Mesoscale dissection of neuronal populations underlying cognition

The brain is responsible for cognition, broadly defined as thinking, by combining mental processes such as sensory integration, perception, and working memory. One of neuroscience’s major challenges is understanding how the brain encodes cognition as a whole. The biggest obstacle to this goal is the complex nature of the brain, which contains billions of entangled neurons that form a dynamic, ever-changing network. We propose to use the mouse model to study cognitive processing streams across the brain. Our novel approach is to train mice on different cognitive tasks and use state-of-the-art imaging methods to record from as many brain areas in parallel. We aim to reveal and dissect brain-wide processing streams underlying cognitive processes such as sensory integration, working memory and perception. Next, we will zoom in to dissect a specific node or edge using multi-area two-photon microscopy, labeling techniques, and optogenetics. We expect to gain a significant impact in understanding how the brain encodes cognition in a brain-wide manner. Our aim is to obtain a brain-wide cognitive map that will aid in understanding cognition as a whole in both the healthy and the diseased brain.

We have already made substantial progress in all 3 described work packages.
for work package 1: We have obtained a complete dataset (n=10 mice) of cortex-wide imaging during both 'what' and 'where' tasks. We find two distinct pathways, a frontal and posterior, that are strongly related to the internal strategy of the mouse (i.e. either passive or active) rather to the type of task. This results validates our initial hypothesis that processing streams are governed by internal states. We have now also added additional datasets such as multi-fiber photometry (n=9 mice) and thalamo-cortico-amygdala network (n=4 mice) performing the same task and find similar posterior-frontal strategy-dependent divergence beyond the cortex. A manuscript is currently under consideration in Cell
Work package 2: We have managed to establish the behavioral paradigm for match-to-sample delayed interhemispheric task. We obtained a full data set (n=5 mice) of dual hemisphere cortex-wide dynamics during the task. These mice were also trained to match between two textures without a delay. In short we find that mice use different strategies to perform the tasks, active or passive, which governed the location of information transfer. In the simultaneous task, active mice transferred information between the two barrel cortices, whereas passive mice transferred information from posterior area P. In the delayed task, passive mice efficiently transferred working memory information between P areas. Active mice displayed a lot of impatient activity and used barrel cortex to transfer information but with a reduced performance. The results of this study are currently being consolidated and we aim to submit a full manuscript within 3 months.
Work package 3: We have established a 2AFC task to study perception and managed to obtain a psychometric curve from 3 mice. We have also imaged cortex-wide dynamics during task performance and found several brain areas, including barrel cortex, to contain perceptual related responses. We are now continuing to train and image more mice in order to substantiate the results.
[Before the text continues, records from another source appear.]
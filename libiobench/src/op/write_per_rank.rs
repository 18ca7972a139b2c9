use super::check_partition_limit;
use super::together;
use super::OpResult;
use crate::coordinator::run_trials;
use crate::coordinator::timed;
use crate::ctx::Ctx;
use crate::pattern::Pattern;
use crate::payload::sentinel_payload;
use crate::report::PatternReport;
use crate::verify::verify_rank_object;
use crate::verify::Verdict;
use iobench_universal_client::CreateFromBytesInput;

pub struct OpWritePerRankInput {
  pub own_container: bool,
}

/// Every worker writes its own target object with one whole-object write per trial.
pub(crate) async fn op_write_per_rank(ctx: Ctx<'_>, req: OpWritePerRankInput) -> OpResult<PatternReport> {
  let cfg = ctx.cfg;
  check_partition_limit(cfg.bytes_per_rank, ctx.section_limit())?;
  let rank = ctx.rank();
  let target = match req.own_container {
    true => cfg.target.for_rank_in_own_container(rank),
    false => cfg.target.for_rank(rank),
  };
  let target = &target;
  let data = sentinel_payload(rank, cfg.bytes_per_rank);
  let data = data.as_slice();

  let outcome = run_trials(ctx.rt, cfg.trial_cfg(), |_| async move {
    let ((), secs) = timed(async {
      ctx
        .backend
        .create_from_bytes(CreateFromBytesInput { target, data })
        .await?;
      Ok(())
    })
    .await?;
    Ok(secs)
  })
  .await?;

  if cfg.verify {
    let res = verify_rank_object(ctx.backend, target, rank, cfg.bytes_per_rank, ctx.section_limit())
      .await
      .and_then(Verdict::into_result);
    together(ctx.rt, res).await?;
  };

  let pattern = match req.own_container {
    true => Pattern::PerRankContainersMultipleWriters,
    false => Pattern::PerRankObjectsMultipleWriters,
  };
  Ok(PatternReport::new(
    pattern,
    ctx.world_size(),
    outcome,
    cfg.bytes_per_rank * ctx.world_size() as u64,
  ))
}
Specifically for each objective, our outcomes are bound to have a high impact. For the first objective, we show that brain-wide networks are governed by internal states rather than external parameters. This outcome is a breakthrough on our understanding of brain-wide processing as it completely turns around some of the most basic theories regarding higher-order sensory processing. For the second objective, we are the first to show that working memory is transferred across hemispheres from area P, which is a very posterior and unstudied area. This result alone is very surprising since most of the field is concentrated in the frontal cortex and is bound to make a lot of impacts on the field. For the third objective, we find that perception is also encoded in lower-order areas such as barrel cortex and not only in higher-order areas. Importantly, the outcomes of each work package can now be merged together in order to gain wide insights onto how the brain encodes cognition as a whole. For example we find that area P is involved in passive sensory integration and also in maintaining and transferring working memory. Therefore area P may serve as a critical hub in encoding several different cognitive functions. We aim to further combine outcomes from different project in order to obtain a breakthrough in understanding brain-wide dynamics underlying cognition.